*** Opening Records for this task ***

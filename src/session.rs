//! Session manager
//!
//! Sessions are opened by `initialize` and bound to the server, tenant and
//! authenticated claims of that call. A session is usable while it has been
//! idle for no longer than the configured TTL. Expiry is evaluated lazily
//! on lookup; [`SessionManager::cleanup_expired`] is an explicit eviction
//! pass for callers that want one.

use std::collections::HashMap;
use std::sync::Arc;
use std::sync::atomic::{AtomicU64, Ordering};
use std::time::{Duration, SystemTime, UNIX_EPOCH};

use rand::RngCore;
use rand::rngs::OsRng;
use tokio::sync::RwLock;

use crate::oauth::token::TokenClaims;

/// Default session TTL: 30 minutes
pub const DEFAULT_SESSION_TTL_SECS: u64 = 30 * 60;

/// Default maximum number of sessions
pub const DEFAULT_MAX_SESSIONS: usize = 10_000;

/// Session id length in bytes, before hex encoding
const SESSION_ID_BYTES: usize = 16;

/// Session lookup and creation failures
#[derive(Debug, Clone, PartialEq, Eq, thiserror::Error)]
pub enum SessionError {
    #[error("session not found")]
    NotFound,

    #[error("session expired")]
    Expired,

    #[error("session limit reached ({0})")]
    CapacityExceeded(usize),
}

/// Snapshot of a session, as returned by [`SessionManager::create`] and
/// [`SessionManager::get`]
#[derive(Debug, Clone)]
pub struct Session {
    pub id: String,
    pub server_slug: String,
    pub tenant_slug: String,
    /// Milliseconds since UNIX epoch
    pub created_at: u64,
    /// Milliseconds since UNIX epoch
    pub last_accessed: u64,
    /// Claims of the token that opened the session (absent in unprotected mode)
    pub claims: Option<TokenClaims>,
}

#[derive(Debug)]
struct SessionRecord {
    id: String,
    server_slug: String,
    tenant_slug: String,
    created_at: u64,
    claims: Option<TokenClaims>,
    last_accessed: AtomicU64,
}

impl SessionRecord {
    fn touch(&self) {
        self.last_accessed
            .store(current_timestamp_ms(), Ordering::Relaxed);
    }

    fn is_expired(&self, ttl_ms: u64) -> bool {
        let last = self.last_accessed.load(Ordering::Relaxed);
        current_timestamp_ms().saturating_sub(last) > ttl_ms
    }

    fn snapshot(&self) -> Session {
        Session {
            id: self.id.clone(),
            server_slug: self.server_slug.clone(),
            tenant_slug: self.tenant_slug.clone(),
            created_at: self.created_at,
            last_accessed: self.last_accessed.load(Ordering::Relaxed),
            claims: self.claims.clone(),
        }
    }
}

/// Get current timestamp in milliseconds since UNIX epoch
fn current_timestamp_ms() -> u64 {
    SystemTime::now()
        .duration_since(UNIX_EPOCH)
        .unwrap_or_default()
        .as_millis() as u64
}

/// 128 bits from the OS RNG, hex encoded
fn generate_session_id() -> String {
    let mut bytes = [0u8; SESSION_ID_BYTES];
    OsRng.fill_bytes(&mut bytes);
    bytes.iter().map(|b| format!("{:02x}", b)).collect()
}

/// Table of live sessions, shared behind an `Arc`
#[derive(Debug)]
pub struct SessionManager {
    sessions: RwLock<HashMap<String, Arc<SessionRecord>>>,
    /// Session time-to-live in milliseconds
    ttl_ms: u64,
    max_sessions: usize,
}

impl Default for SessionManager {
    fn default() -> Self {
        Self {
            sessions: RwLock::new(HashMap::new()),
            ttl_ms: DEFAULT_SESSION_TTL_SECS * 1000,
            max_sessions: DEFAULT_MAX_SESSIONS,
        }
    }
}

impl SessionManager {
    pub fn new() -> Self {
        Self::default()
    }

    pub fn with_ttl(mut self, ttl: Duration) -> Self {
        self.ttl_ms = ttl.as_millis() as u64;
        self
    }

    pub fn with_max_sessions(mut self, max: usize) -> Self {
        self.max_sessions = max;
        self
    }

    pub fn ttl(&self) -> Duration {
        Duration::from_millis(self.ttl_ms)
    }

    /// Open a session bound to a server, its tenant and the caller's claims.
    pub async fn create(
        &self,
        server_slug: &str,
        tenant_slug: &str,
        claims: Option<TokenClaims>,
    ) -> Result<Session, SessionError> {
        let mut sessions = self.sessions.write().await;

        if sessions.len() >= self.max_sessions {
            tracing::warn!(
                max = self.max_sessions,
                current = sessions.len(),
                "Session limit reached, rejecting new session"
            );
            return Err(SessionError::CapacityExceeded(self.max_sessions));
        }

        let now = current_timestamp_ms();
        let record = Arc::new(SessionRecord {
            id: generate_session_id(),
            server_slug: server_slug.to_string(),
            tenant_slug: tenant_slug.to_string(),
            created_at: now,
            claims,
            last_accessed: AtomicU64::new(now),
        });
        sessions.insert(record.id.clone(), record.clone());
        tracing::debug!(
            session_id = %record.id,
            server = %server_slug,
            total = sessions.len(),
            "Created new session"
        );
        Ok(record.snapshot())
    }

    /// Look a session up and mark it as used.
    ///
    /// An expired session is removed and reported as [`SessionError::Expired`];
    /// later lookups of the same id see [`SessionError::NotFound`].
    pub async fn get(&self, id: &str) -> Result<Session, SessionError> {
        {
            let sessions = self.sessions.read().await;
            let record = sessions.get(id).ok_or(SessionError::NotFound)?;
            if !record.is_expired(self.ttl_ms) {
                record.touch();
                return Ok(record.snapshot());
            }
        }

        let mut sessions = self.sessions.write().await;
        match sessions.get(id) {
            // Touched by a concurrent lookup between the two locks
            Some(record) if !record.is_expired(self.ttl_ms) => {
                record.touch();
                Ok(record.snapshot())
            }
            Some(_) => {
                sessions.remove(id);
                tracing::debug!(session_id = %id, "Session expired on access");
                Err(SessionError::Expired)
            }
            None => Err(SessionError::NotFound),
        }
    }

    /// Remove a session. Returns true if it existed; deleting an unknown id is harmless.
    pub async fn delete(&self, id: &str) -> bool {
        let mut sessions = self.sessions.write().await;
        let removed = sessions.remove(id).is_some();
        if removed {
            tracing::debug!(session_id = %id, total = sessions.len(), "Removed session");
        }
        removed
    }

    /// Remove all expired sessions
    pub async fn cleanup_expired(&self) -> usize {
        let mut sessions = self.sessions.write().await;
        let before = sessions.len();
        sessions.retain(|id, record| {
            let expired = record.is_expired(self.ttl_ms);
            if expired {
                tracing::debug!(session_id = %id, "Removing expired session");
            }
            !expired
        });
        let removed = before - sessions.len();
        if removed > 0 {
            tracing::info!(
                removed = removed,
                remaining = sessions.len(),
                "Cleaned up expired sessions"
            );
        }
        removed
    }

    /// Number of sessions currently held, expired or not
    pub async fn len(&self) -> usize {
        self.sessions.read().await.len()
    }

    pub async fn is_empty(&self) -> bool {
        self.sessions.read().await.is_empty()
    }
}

*** Closing Records for this task ***

Look through the listing and return each line containing the word "HashMap".

• [Task answer]:
use std::collections::HashMap;
    sessions: RwLock<HashMap<String, Arc<SessionRecord>>>,
            sessions: RwLock::new(HashMap::new()),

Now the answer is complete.